Mehr Perspektiven anhören
In Jerusalem lebt die evangelische Pfarrerin Milena Hasselmann. Ihre Kirche liegt in der Altstadt, in kurzer Distanz zu jüdischen, muslimischen und christlichen Heiligtümern. Im Interview mit dem evangelischen Onlinemagazin Sonntagsblatt.de erzählt sie von ihrem Alltag zwischen Sirenen, Schutzräumen und Ausnahmezustand. Sie beschreibt, wie schwer es ist, inmitten von Spannungen und Ängsten als Kirche präsent zu bleiben. «Die Menschen, die jetzt noch da sind, sind auf verschiedene Weisen fest in der Region verwurzelt und somit auch mit den Themen und Konflikten verbunden», sagt sie. Das Besondere an ihrer Kirche sei das gemeinsame Gebäude mit der palästinensischen Partnerkirche, der Evangelisch-Lutherischen Kirche in Jordanien und dem Heiligen Land. «Viele unserer Gemeindeglieder arbeiten in Kontexten, in denen sie stark in palästinensisch-christliche Zusammenhänge eingebunden sind», sagt sie. Deshalb sei die Konfliktlage auch in der Gemeinde spürbar. Doch die Menschen versuchen, die verschiedenen Perspektiven wahrzunehmen: nicht Palästinenser und Israelis sitzen nebeneinander, sondern Menschen, die mit etwas mehr innerer Distanz dieses Nebeneinander aushalten können.
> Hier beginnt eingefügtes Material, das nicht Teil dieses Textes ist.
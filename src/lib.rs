//! Reset a relational test database to an empty state between test runs,
//! without dropping or recreating its schema.
//!
//! Checkpoint discovers the tables and foreign keys of a database once,
//! computes an order in which every table can be emptied without violating
//! referential integrity, and then replays that plan on every
//! [`Checkpoint::reset`].
//!
//! ```no_run
//! use checkpoint::{Checkpoint, ResetConfig, SqliteConnection};
//!
//! # async fn run() -> Result<(), Box<dyn std::error::Error>> {
//! let checkpoint = Checkpoint::new(ResetConfig {
//!     tables_to_ignore: vec!["schema_migrations".into()],
//!     with_reseed: true,
//!     ..Default::default()
//! });
//!
//! let mut conn = SqliteConnection::open("test.db")?;
//! checkpoint.reset(&mut conn).await?;
//! # Ok(())
//! # }
//! ```
//!
//! # Modules
//!
//! - [`schema`]: Table, relationship and temporal-table records
//! - [`graph`]: Dependency graph builder and deletion-order resolver
//! - [`dialect`]: Statement rendering for SQL Server, PostgreSQL, MySQL and SQLite
//! - [`db`]: The connection boundary and a `rusqlite` implementation
//! - [`checkpoint`]: The reset orchestrator
//! - [`config`]: Configuration loading from TOML files and environment variables
//! - [`error`]: Typed reset failures

pub mod checkpoint;
pub mod config;
pub mod db;
pub mod dialect;
pub mod error;
pub mod graph;
pub mod schema;

pub use checkpoint::{Checkpoint, CheckpointState, ResetPlan};
pub use config::{CheckpointConfig, CyclePolicy, ResetConfig};
pub use db::{Connection, DbError, Row, SqliteConnection};
pub use dialect::{DbAdapter, Dialect, SystemVersioning, TableFilter};
pub use error::{Phase, ResetError, ResetResult, Step};
pub use graph::{build_plan, CycleGroup, DeletionPlan};
pub use schema::{Relationship, Table, TemporalTable};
In der Gemeinde passiere etwas, das andernorts kaum mehr möglich ist – die Wahrnehmung der jeweils anderen Seite. Im internationalen Diskurs geht Milena Hasselmann das Urteilen und Stellungbeziehen hingegen oft zu schnell. Sie sagt: «Bei manchen Diskussionen oder auch Demonstrationen frage ich mich auch: Worum geht es hier eigentlich? Geht es um die Menschen vor Ort oder werden hier stellvertretend andere Debatten geführt? Geht es um echtes Interesse oder um das Gefühl, ja den Wunsch, auf der richtigen Seite zu stehen?» Sie rät, sich dieser Komplexität zu stellen, indem man sich beispielsweise mehr Sichtweisen anhört, als man geplant hatte. Damit gehe der Mut zur eigenen Verunsicherung einher. Zugleich befreie man sich vom Zwang, sich ständig positionieren zu müssen und zu allem etwas sagen zu wollen.